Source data
/---
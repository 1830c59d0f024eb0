//! Transcript sources for ytblog.
//!
//! A transcript source resolves a video identifier to ordered, timed text segments.

mod reference;
mod youtube;

pub use reference::parse_video_id;
pub use youtube::YoutubeTranscriptSource;

use crate::error::Result;
use async_trait::async_trait;
use serde::{Deserialize, Serialize};

/// A single caption segment.
#[derive(Debug, Clone, PartialEq, Serialize, Deserialize)]
pub struct TranscriptSegment {
    /// Caption text.
    pub text: String,
    /// Start time in seconds.
    pub start_seconds: f64,
}

impl TranscriptSegment {
    /// Create a new transcript segment.
    pub fn new(text: impl Into<String>, start_seconds: f64) -> Self {
        Self {
            text: text.into(),
            start_seconds,
        }
    }
}

/// Join segment texts in order, one segment per line.
pub fn join_segments(segments: &[TranscriptSegment]) -> String {
    segments
        .iter()
        .map(|s| s.text.as_str())
        .collect::<Vec<_>>()
        .join("\n")
}

/// Trait for transcript providers.
#[async_trait]
pub trait TranscriptSource: Send + Sync {
    /// Fetch the ordered transcript for a video id.
    ///
    /// Fails with `TranscriptNotFound` when the video does not exist and
    /// `TranscriptUnavailable` when it has no usable captions.
    async fn fetch(&self, video_id: &str) -> Result<Vec<TranscriptSegment>>;
}

#[cfg(test)]
mod tests {
    use super::*;

    #[test]
    fn test_join_segments_keeps_order() {
        let segments = vec![
            TranscriptSegment::new("Hello", 0.0),
            TranscriptSegment::new("world", 1.2),
            TranscriptSegment::new("today", 2.5),
        ];
        assert_eq!(join_segments(&segments), "Hello\nworld\ntoday");
    }

    #[test]
    fn test_join_segments_empty() {
        assert_eq!(join_segments(&[]), "");
    }
}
\---
AIM OF THE TASK
Go through the data and copy every line that includes "TranscriptSegment".

OUTPUT
pub struct TranscriptSegment {
impl TranscriptSegment {
pub fn join_segments(segments: &[TranscriptSegment]) -> String {
    async fn fetch(&self, video_id: &str) -> Result<Vec<TranscriptSegment>>;
            TranscriptSegment::new("Hello", 0.0),
            TranscriptSegment::new("world", 1.2),
            TranscriptSegment::new("today", 2.5),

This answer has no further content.